Remote operations center, left; on board the tug, right (video stills courtesy NYK)

Published May 21, 2020 2:31 PM by The Maritime Executive

Shipowner NYK and three of its subsidiaries have successfully tested the remote navigation of a tugboat in Tokyo Bay, part of a Japanese government research project on advanced maritime technology.

The NYK Group has been working with nautical instrument manufacturers and partners to develop a manned, remotely controlled system that can support the crew. The system is designed to collect, integrate, and analyze information around the ship, prepare an action plan, and after the approval of operators at remote locations or on board, take action in accordance with the plan.

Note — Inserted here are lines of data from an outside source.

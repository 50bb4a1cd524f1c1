use crate::common::DateError;
use crate::save::MeltError;
use crate::text::Position;
use crate::{GameVersion, ScalarError, VersionError};
use std::fmt;
use std::io;
use std::path::PathBuf;

/// The stage of a load where an error occurred
#[derive(Debug, Clone, Copy, PartialEq, Eq, Hash)]
pub enum LoadStage {
    /// Sniffing the save header and layout
    Detect,

    /// Melting a compressed save into plaintext
    Transcode,

    /// Tokenizing and dispatching script text into collections
    Parse,

    /// Resolving references between collections
    Link,
}

impl fmt::Display for LoadStage {
    fn fmt(&self, f: &mut fmt::Formatter) -> fmt::Result {
        let name = match self {
            LoadStage::Detect => "detect",
            LoadStage::Transcode => "transcode",
            LoadStage::Parse => "parse",
            LoadStage::Link => "link",
        };
        f.write_str(name)
    }
}

/// An error that aborts a load
#[derive(Debug)]
pub struct Error(Box<ErrorKind>);

impl Error {
    pub(crate) fn new(kind: ErrorKind) -> Error {
        Error(Box::new(kind))
    }

    /// Create an error from a free form message
    pub fn message<T: Into<String>>(msg: T) -> Error {
        Error::new(ErrorKind::Message(msg.into()))
    }

    pub(crate) fn io(stage: LoadStage, source: io::Error) -> Error {
        Error::new(ErrorKind::Io { stage, source })
    }

    /// Return the specific type of error
    pub fn kind(&self) -> &ErrorKind {
        &self.0
    }

    /// Consume the error and return the specific type of error
    pub fn into_kind(self) -> ErrorKind {
        *self.0
    }

    /// The stage of the load that failed
    pub fn stage(&self) -> LoadStage {
        self.0.stage()
    }

    /// Where in the script text the error occurred (if available)
    pub fn position(&self) -> Option<Position> {
        self.0.position()
    }
}

/// Specific type of error
#[derive(Debug)]
pub enum ErrorKind {
    /// An IO error
    Io {
        stage: LoadStage,
        source: io::Error,
    },

    /// The file does not start with the save magic or lacks a header line
    UnrecognizedFormat,

    /// The file is too short to be a save
    TruncatedFile { len: u64 },

    /// The external melt service failed
    TranscodeFailed(MeltError),

    /// The save was written by a game version outside the supported bounds
    VersionMismatch {
        found: GameVersion,
        min: GameVersion,
        max: GameVersion,
    },

    /// An ID appeared twice within one collection
    DuplicateId { collection: &'static str, id: u64 },

    /// An ID lookup failed
    NotFound { collection: &'static str, id: u64 },

    /// A scope was still open when the input ended
    Eof { position: Position },

    /// A token did not have the expected shape
    UnexpectedToken {
        position: Position,
        expected: &'static str,
        found: String,
    },

    /// A scalar could not be converted to the requested type
    Scalar {
        position: Position,
        source: ScalarError,
    },

    /// A date value was malformed
    Date {
        position: Position,
        source: DateError,
    },

    /// A version value was malformed
    Version {
        position: Position,
        source: VersionError,
    },

    /// An error while loading a specific file
    File { path: PathBuf, cause: Error },

    /// A handler reported an error of its own
    Message(String),
}

impl ErrorKind {
    /// The stage of the load that failed
    pub fn stage(&self) -> LoadStage {
        match self {
            ErrorKind::Io { stage, .. } => *stage,
            ErrorKind::UnrecognizedFormat | ErrorKind::TruncatedFile { .. } => LoadStage::Detect,
            ErrorKind::TranscodeFailed(_) => LoadStage::Transcode,
            ErrorKind::NotFound { .. } => LoadStage::Link,
            ErrorKind::File { cause, .. } => cause.stage(),
            _ => LoadStage::Parse,
        }
    }

    /// Where in the script text the error occurred (if available)
    pub fn position(&self) -> Option<Position> {
        match self {
            ErrorKind::Eof { position }
            | ErrorKind::UnexpectedToken { position, .. }
            | ErrorKind::Scalar { position, .. }
            | ErrorKind::Date { position, .. }
            | ErrorKind::Version { position, .. } => Some(*position),
            ErrorKind::File { cause, .. } => cause.position(),
            _ => None,
        }
    }
}

impl std::error::Error for Error {
    fn source(&self) -> Option<&(dyn std::error::Error + 'static)> {
        match *self.0 {
            ErrorKind::Io { ref source, .. } => Some(source),
            ErrorKind::TranscodeFailed(ref err) => Some(err),
            ErrorKind::Scalar { ref source, .. } => Some(source),
            ErrorKind::Date { ref source, .. } => Some(source),
            ErrorKind::Version { ref source, .. } => Some(source),
            ErrorKind::File { ref cause, .. } => Some(cause),
            _ => None,
        }
    }
}

impl std::fmt::Display for Error {
    fn fmt(&self, f: &mut fmt::Formatter) -> fmt::Result {
        write!(f, "{} failed: ", self.stage())?;
        match *self.0 {
            ErrorKind::Io { ref source, .. } => write!(f, "io error: {}", source),
            ErrorKind::UnrecognizedFormat => write!(f, "save game format not recognized"),
            ErrorKind::TruncatedFile { len } => {
                write!(f, "save game seems to be truncated ({} bytes)", len)
            }
            ErrorKind::TranscodeFailed(ref err) => write!(f, "unable to melt save: {}", err),
            ErrorKind::VersionMismatch { found, min, max } => write!(
                f,
                "save game version {} is outside the supported range {} to {}",
                found, min, max
            ),
            ErrorKind::DuplicateId { collection, id } => {
                write!(f, "duplicate id {} in {}", id, collection)
            }
            ErrorKind::NotFound { collection, id } => {
                write!(f, "id {} not found in {}", id, collection)
            }
            ErrorKind::Eof { position } => {
                write!(f, "unexpected end of file in scope opened at {}", position)
            }
            ErrorKind::UnexpectedToken {
                position,
                expected,
                ref found,
            } => write!(
                f,
                "expected {} but found {} at {}",
                expected, found, position
            ),
            ErrorKind::Scalar {
                position,
                ref source,
            } => write!(f, "value at {} {}", position, source),
            ErrorKind::Date {
                position,
                ref source,
            } => write!(f, "{} at {}", source, position),
            ErrorKind::Version {
                position,
                ref source,
            } => write!(f, "{} at {}", source, position),
            ErrorKind::File { ref path, ref cause } => {
                write!(f, "{}: {}", path.display(), cause)
            }
            ErrorKind::Message(ref msg) => write!(f, "{}", msg),
        }
    }
}

impl From<MeltError> for Error {
    fn from(error: MeltError) -> Self {
        Error::new(ErrorKind::TranscodeFailed(error))
    }
}

#[cfg(test)]
mod tests {
    use super::*;

    #[test]
    fn error_size() {
        assert_eq!(std::mem::size_of::<Error>(), std::mem::size_of::<usize>());
    }

    #[test]
    fn error_stage() {
        let err = Error::new(ErrorKind::TruncatedFile { len: 10 });
        assert_eq!(err.stage(), LoadStage::Detect);
        assert!(err.to_string().starts_with("detect failed"));

        let err = Error::new(ErrorKind::NotFound {
            collection: "characters",
            id: 3,
        });
        assert_eq!(err.stage(), LoadStage::Link);
    }

    #[test]
    fn file_error_delegates() {
        let position = Position {
            offset: 10,
            line: 1,
            column: 4,
        };
        let inner = Error::new(ErrorKind::Eof { position });
        let err = Error::new(ErrorKind::File {
            path: PathBuf::from("history/characters/a.txt"),
            cause: inner,
        });
        assert_eq!(err.stage(), LoadStage::Parse);
        assert_eq!(err.position(), Some(position));
    }
}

Within Tokyo Bay, an NYK-owned tugboat equipped with a remote control system was navigated by a human operator based at an operation center in Nishinomiya, Hyogo prefecture - about 250 miles away. The tug maneuvered on a route about 6.5 nm long in Tokyo Bay between an area off Honmoku and an area off the port of Yokosuka.

The operator in the remote center used sensors and cameras fitted on board the tugboat to recognize the surroundings, create a route plan and conduct collision avoidance. The operator shared the plans with the tug's captain on board, who then approved them. The outcome of the remote-control operating trial was compared to the planned route and action plan for evaluation. 

In a statement, NYK said that ship-to-shore communication issues were revealed during the experiment. The firm and its technology subsidiaries plan to improve the system and to start remote navigation tests using domestic coastal ships within the year. Future plans include working on the technology for large vessel remote control.

The project is an element of an initiative that Japan’s Ministry of Land, Infrastructure, Transport and Tourism has been pursuing since 2018 to establish safety requirements for the realization of autonomous ships. Other participating firms include the National Institute of Maritime, Port and Aviation Technology; Mitsubishi Shipbuilding, SKY Perfect JSAT; JRC; Furuno; and the NYK subsidiary Japan Marine Science Inc.